### PROMPT
Look through the records below and collect all lines that hold the string "HashMap".

(Records contained in a dataset)
===============

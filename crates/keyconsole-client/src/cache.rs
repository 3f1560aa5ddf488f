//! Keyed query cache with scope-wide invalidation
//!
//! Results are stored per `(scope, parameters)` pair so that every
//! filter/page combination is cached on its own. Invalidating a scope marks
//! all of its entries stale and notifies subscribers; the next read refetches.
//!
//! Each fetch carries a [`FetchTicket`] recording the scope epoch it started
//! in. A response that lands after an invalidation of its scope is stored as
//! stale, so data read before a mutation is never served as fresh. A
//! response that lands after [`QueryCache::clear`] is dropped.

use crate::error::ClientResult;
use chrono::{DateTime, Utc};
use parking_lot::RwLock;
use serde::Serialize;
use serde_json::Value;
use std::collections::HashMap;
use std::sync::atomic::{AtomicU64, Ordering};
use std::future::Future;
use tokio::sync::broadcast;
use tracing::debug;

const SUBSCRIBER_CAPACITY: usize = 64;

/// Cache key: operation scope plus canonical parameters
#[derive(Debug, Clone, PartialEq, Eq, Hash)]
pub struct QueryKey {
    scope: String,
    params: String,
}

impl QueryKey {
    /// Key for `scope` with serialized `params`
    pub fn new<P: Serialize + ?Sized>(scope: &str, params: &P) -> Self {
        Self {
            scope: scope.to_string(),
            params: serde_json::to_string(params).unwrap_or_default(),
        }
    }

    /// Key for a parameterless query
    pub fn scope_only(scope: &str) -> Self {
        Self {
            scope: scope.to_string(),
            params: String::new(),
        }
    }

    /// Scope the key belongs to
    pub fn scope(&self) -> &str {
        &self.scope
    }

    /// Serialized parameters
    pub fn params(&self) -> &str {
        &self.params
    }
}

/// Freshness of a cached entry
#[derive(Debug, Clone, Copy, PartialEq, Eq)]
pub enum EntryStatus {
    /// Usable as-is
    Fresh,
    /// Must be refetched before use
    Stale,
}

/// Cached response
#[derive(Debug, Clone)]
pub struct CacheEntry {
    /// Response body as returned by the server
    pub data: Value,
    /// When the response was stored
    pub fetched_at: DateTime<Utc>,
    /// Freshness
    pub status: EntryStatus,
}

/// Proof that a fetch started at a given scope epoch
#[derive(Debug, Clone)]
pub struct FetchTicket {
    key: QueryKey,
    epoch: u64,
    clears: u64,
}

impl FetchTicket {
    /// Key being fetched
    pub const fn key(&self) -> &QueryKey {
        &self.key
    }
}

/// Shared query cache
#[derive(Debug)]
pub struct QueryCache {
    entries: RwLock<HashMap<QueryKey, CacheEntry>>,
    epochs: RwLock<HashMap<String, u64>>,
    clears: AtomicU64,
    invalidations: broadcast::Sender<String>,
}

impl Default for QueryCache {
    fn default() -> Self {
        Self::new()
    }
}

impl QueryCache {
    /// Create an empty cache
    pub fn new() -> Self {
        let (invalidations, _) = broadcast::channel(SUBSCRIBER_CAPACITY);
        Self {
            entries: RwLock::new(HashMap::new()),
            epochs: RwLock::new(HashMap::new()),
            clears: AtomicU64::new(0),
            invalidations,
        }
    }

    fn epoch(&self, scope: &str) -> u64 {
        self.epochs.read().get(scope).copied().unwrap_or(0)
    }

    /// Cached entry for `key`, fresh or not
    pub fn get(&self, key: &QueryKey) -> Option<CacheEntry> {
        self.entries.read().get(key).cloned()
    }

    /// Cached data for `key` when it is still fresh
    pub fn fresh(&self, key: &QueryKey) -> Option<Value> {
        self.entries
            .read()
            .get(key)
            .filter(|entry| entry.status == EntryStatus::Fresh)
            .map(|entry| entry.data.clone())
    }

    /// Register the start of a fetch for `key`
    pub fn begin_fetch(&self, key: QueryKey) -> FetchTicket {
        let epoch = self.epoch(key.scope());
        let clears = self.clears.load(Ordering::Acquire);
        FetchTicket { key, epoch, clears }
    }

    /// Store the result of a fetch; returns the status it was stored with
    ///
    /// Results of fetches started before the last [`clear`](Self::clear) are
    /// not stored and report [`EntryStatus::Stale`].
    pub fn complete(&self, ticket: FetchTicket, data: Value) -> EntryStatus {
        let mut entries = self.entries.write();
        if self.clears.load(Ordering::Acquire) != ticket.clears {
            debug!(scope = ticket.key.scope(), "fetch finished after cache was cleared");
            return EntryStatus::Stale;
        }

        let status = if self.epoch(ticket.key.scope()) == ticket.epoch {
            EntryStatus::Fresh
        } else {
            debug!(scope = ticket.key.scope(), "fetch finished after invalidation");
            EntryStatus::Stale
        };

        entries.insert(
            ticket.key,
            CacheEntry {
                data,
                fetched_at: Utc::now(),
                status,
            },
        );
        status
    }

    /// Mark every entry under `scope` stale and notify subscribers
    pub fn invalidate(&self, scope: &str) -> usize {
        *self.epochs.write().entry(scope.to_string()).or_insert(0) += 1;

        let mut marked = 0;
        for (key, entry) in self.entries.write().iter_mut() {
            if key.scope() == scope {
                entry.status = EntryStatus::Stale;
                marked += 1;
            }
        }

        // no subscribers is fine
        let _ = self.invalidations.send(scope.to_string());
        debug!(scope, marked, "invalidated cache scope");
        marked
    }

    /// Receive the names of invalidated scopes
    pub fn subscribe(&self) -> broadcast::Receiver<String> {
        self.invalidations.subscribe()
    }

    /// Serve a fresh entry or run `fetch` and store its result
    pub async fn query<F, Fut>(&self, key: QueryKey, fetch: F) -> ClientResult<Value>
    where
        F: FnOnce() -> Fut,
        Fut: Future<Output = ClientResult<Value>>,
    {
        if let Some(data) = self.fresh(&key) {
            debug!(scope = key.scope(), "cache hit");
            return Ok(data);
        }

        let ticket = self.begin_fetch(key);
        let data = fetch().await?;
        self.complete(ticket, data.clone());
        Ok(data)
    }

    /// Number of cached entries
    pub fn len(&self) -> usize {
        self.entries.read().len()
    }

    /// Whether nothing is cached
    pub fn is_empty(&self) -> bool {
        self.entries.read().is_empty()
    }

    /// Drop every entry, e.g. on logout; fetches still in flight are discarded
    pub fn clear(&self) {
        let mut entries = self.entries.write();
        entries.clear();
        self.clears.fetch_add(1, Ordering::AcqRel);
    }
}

===============

### RESPONSE BOX
use std::collections::HashMap;
    entries: RwLock<HashMap<QueryKey, CacheEntry>>,
    epochs: RwLock<HashMap<String, u64>>,
            entries: RwLock::new(HashMap::new()),
            epochs: RwLock::new(HashMap::new()),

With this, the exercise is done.